フェリシアの愚痴を笑い飛ばしながらも、グーリフは指示がなくとも屋敷へ向かい、ゆっくりと足を進める。
しかしながら、屋敷の中央へ近付いた途端、急にゾワリとした悪寒がグーリフを襲った。
「っ!?フェル!」
「な、何っ!」
危機感からフェリシアの名を呼んだグーリフだが、嫌な感じの源が彼女の掌にある事を察する。
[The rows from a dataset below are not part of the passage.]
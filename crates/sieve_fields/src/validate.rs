//! Value validation against a descriptor tree.
//!
//! Validation never stops at the first failing element: every element of a
//! list, set, tuple or mapping is visited and all failures are reported,
//! depth-first, in index or key order. Only a validator fault aborts the
//! walk.

use sieve_foundation::{
    Error, LocItem, Location, Result, StepError, SvMap, ValidationError, Value, ValueErrorKind,
    json,
};
use tracing::trace;

use crate::descriptor::Descriptor;
use crate::pipeline::Step;
use crate::shape::Shape;
use crate::signature::{Context, Owner, Values};

/// The coerced value and the errors collected while producing it.
///
/// When `errors` is non-empty, `value` is the input as it stood when
/// validation failed.
#[derive(Clone, Debug, PartialEq)]
pub struct Outcome {
    /// The validated value.
    pub value: Value,
    /// Location-tagged errors, empty on success.
    pub errors: Vec<ValidationError>,
}

impl Outcome {
    /// Creates a successful outcome.
    #[must_use]
    pub fn valid(value: Value) -> Self {
        Self {
            value,
            errors: Vec::new(),
        }
    }

    /// Creates a failed outcome.
    #[must_use]
    pub fn invalid(value: Value, errors: Vec<ValidationError>) -> Self {
        Self { value, errors }
    }

    fn error(value: Value, kind: ValueErrorKind, loc: &Location) -> Self {
        Self::invalid(value, vec![ValidationError::new(kind, loc.clone())])
    }

    /// Returns true if no error was collected.
    #[must_use]
    pub fn is_valid(&self) -> bool {
        self.errors.is_empty()
    }

    /// Converts into the value or the errors.
    ///
    /// # Errors
    ///
    /// Returns the collected errors if there are any.
    pub fn into_result(self) -> std::result::Result<Value, Vec<ValidationError>> {
        if self.errors.is_empty() {
            Ok(self.value)
        } else {
            Err(self.errors)
        }
    }
}

/// Validates a raw value against a descriptor.
///
/// # Errors
///
/// Returns [`sieve_foundation::ErrorKind::ValidatorFault`] if a validator
/// fails outside the value-error vocabulary. Invalid input is reported in
/// the [`Outcome`], never as an error.
pub fn validate(
    descriptor: &Descriptor,
    value: Value,
    values: &Values,
    loc: &Location,
    owner: Option<&Owner>,
) -> Result<Outcome> {
    descriptor.validate(value, values, loc, owner)
}

impl Descriptor {
    /// Validates a raw value.
    ///
    /// # Errors
    ///
    /// Returns [`sieve_foundation::ErrorKind::ValidatorFault`] if a
    /// validator fails outside the value-error vocabulary.
    pub fn validate(
        &self,
        value: Value,
        values: &Values,
        loc: &Location,
        owner: Option<&Owner>,
    ) -> Result<Outcome> {
        if self.nullable() && value.is_nil() {
            return Ok(Outcome::valid(value));
        }

        let mut value = value;
        if self.parse_json() {
            value = match json::decode(&value) {
                Ok(decoded) => decoded,
                Err(kind) => return Ok(Outcome::error(value, kind, loc)),
            };
        }

        if !self.pipeline().whole_pre().is_empty() {
            let outcome = self.apply(self.pipeline().whole_pre(), value, values, loc, owner)?;
            if !outcome.is_valid() {
                return Ok(outcome);
            }
            value = outcome.value;
        }

        trace!(field = %self.name(), shape = %self.shape(), loc = %loc, "validating");
        let outcome = match self.shape() {
            Shape::Singleton => self.validate_singleton(value, values, loc, owner)?,
            Shape::List | Shape::Set => self.validate_list_set(value, values, loc, owner)?,
            Shape::Tuple => self.validate_tuple(value, values, loc, owner)?,
            Shape::Mapping => self.validate_mapping(value, values, loc, owner)?,
        };

        if outcome.is_valid() && !self.pipeline().whole_post().is_empty() {
            return self.apply(self.pipeline().whole_post(), outcome.value, values, loc, owner);
        }
        Ok(outcome)
    }

    /// Validates the input against this field's own location.
    ///
    /// # Errors
    ///
    /// Returns [`sieve_foundation::ErrorKind::ValidatorFault`] if a
    /// validator fails outside the value-error vocabulary.
    pub fn validate_field(
        &self,
        value: Value,
        values: &Values,
        owner: Option<&Owner>,
    ) -> Result<Outcome> {
        self.validate(value, values, &self.location(), owner)
    }

    fn validate_singleton(
        &self,
        value: Value,
        values: &Values,
        loc: &Location,
        owner: Option<&Owner>,
    ) -> Result<Outcome> {
        if self.sub_fields().is_empty() {
            return self.apply(self.pipeline().validators(), value, values, loc, owner);
        }

        let mut errors = Vec::new();
        for field in self.sub_fields() {
            let outcome = field.validate(value.clone(), values, loc, owner)?;
            if outcome.is_valid() {
                return Ok(outcome);
            }
            errors.extend(outcome.errors);
        }
        Ok(Outcome::invalid(value, errors))
    }

    fn validate_list_set(
        &self,
        value: Value,
        values: &Values,
        loc: &Location,
        owner: Option<&Owner>,
    ) -> Result<Outcome> {
        let Some(items) = value.elements() else {
            let kind = if self.shape() == Shape::Set {
                ValueErrorKind::Set
            } else {
                ValueErrorKind::List
            };
            return Ok(Outcome::error(value, kind, loc));
        };

        let mut result = Vec::with_capacity(items.len());
        let mut errors = Vec::new();
        for (i, item) in items.into_iter().enumerate() {
            let outcome = self.validate_singleton(item.clone(), values, &loc.child(i), owner)?;
            if outcome.is_valid() {
                result.push(outcome.value);
            } else {
                errors.extend(outcome.errors);
            }
        }

        if !errors.is_empty() {
            return Ok(Outcome::invalid(value, errors));
        }
        let validated = if self.shape() == Shape::Set {
            Value::Set(result.into_iter().collect())
        } else {
            Value::List(result.into_iter().collect())
        };
        Ok(Outcome::valid(validated))
    }

    fn validate_tuple(
        &self,
        value: Value,
        values: &Values,
        loc: &Location,
        owner: Option<&Owner>,
    ) -> Result<Outcome> {
        let Some(items) = value.elements() else {
            return Ok(Outcome::error(value, ValueErrorKind::Tuple, loc));
        };

        let expected_length = self.sub_fields().len();
        let actual_length = items.len();
        if actual_length != expected_length {
            let kind = ValueErrorKind::TupleLength {
                expected_length,
                actual_length,
            };
            return Ok(Outcome::error(value, kind, loc));
        }

        let mut result = Vec::with_capacity(actual_length);
        let mut errors = Vec::new();
        for (i, (item, field)) in items.into_iter().zip(self.sub_fields()).enumerate() {
            let outcome = field.validate(item.clone(), values, &loc.child(i), owner)?;
            if outcome.is_valid() {
                result.push(outcome.value);
            } else {
                errors.extend(outcome.errors);
            }
        }

        if !errors.is_empty() {
            return Ok(Outcome::invalid(value, errors));
        }
        Ok(Outcome::valid(Value::Tuple(result.into_iter().collect())))
    }

    fn validate_mapping(
        &self,
        value: Value,
        values: &Values,
        loc: &Location,
        owner: Option<&Owner>,
    ) -> Result<Outcome> {
        let Some(entries) = mapping_entries(&value) else {
            return Ok(Outcome::error(value, ValueErrorKind::Dict, loc));
        };

        let mut result = SvMap::new();
        let mut errors = Vec::new();
        for (key, item) in entries {
            let key_outcome = match self.key_field() {
                Some(key_field) => {
                    let key_loc = loc.child(LocItem::KeyMarker);
                    key_field.validate(key.clone(), values, &key_loc, owner)?
                }
                None => Outcome::valid(key.clone()),
            };
            if !key_outcome.is_valid() {
                errors.extend(key_outcome.errors);
                continue;
            }

            let item_loc = loc.child(LocItem::Key(key.clone()));
            let item_outcome = self.validate_singleton(item.clone(), values, &item_loc, owner)?;
            if !item_outcome.is_valid() {
                errors.extend(item_outcome.errors);
                continue;
            }

            result = result.insert(key_outcome.value, item_outcome.value);
        }

        if !errors.is_empty() {
            return Ok(Outcome::invalid(value, errors));
        }
        Ok(Outcome::valid(Value::Map(result)))
    }

    /// Runs steps in order; the first failing step stops the chain.
    fn apply(
        &self,
        steps: &[Step],
        value: Value,
        values: &Values,
        loc: &Location,
        owner: Option<&Owner>,
    ) -> Result<Outcome> {
        let context = Context {
            values,
            config: self.config(),
            field: self,
        };
        let mut value = value;
        for step in steps {
            match step
                .validator()
                .call(step.convention(), owner, value.clone(), &context)
            {
                Ok(next) => value = next,
                Err(StepError::Invalid(kind)) => return Ok(Outcome::error(value, kind, loc)),
                Err(StepError::Fault(message)) => {
                    return Err(Error::validator_fault(step.name(), message)
                        .in_field(self.name().to_string()));
                }
            }
        }
        Ok(Outcome::valid(value))
    }
}

/// Entries of a map, or of a list-like value whose elements are all
/// 2-element lists or tuples.
fn mapping_entries(value: &Value) -> Option<Vec<(&Value, &Value)>> {
    if let Some(map) = value.as_map() {
        return Some(map.iter().collect());
    }
    value
        .elements()?
        .into_iter()
        .map(|pair| match pair.as_seq() {
            Some(items) if items.len() == 2 => Some((items.get(0)?, items.get(1)?)),
            _ => None,
        })
        .collect()
}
フェリシアも自分の目の前で膨らむ違和感に気付いたのか、困惑の声をあげていた。
「フェル、そのリスを投げろ!」
「ふえっ?!」
思考が動いていないものには、命令が一番通る。
グーリフは混乱しているフェリシアに、普段にない強い口調で指示を飛ばした。そしてフェリシアは理解出来ていないまま、グーリフの言葉通りに宙へ放り投げる。
──瞬間、爆発的に膨らむ闇。
リスを中心にして、物凄い勢いで黒い影が広がった。
〈フェル、俺にしがみつけ。この場を抜ける〉
〈わ、分かったっ〉
グーリフは風の魔力を使い、瞬時に大きな体躯を反転させる。
だが、駆け出すその足音に反応したかのように、グンッと黒い影が膨れ上がった。
◆ ◆ ◆ ◆ ◆
(ヤバっ!)
ゾワリと、全身の毛が逆立つような威圧感を感じる。ミアとの出会いの事件を思い出させる嫌な感じ──
フェリシアの脳内に、『闇には光』と言葉が浮かんだ。
「光の幕」
発想のままに、フェリシアは光のベールをイメージする。
ここが屋敷の東端だとはいえ、この脅威をこのまま広げてはならないと、本能的に彼女は感じたのだ。
可能かどうかではなく、やれる事を──
◆ ◆ ◆ ◆ ◆
そして、グーリフがすっぽり入ってしまう程の大きな球体になった影に対し、フェリシアの光の魔力は白く輝く幕となり、包み込む。
グーリフは、背後で展開されたフェリシアの魔力に目を見開き、しかしすぐさまそれをフォローするように己の風の魔力で、更に外側を包み込んだ。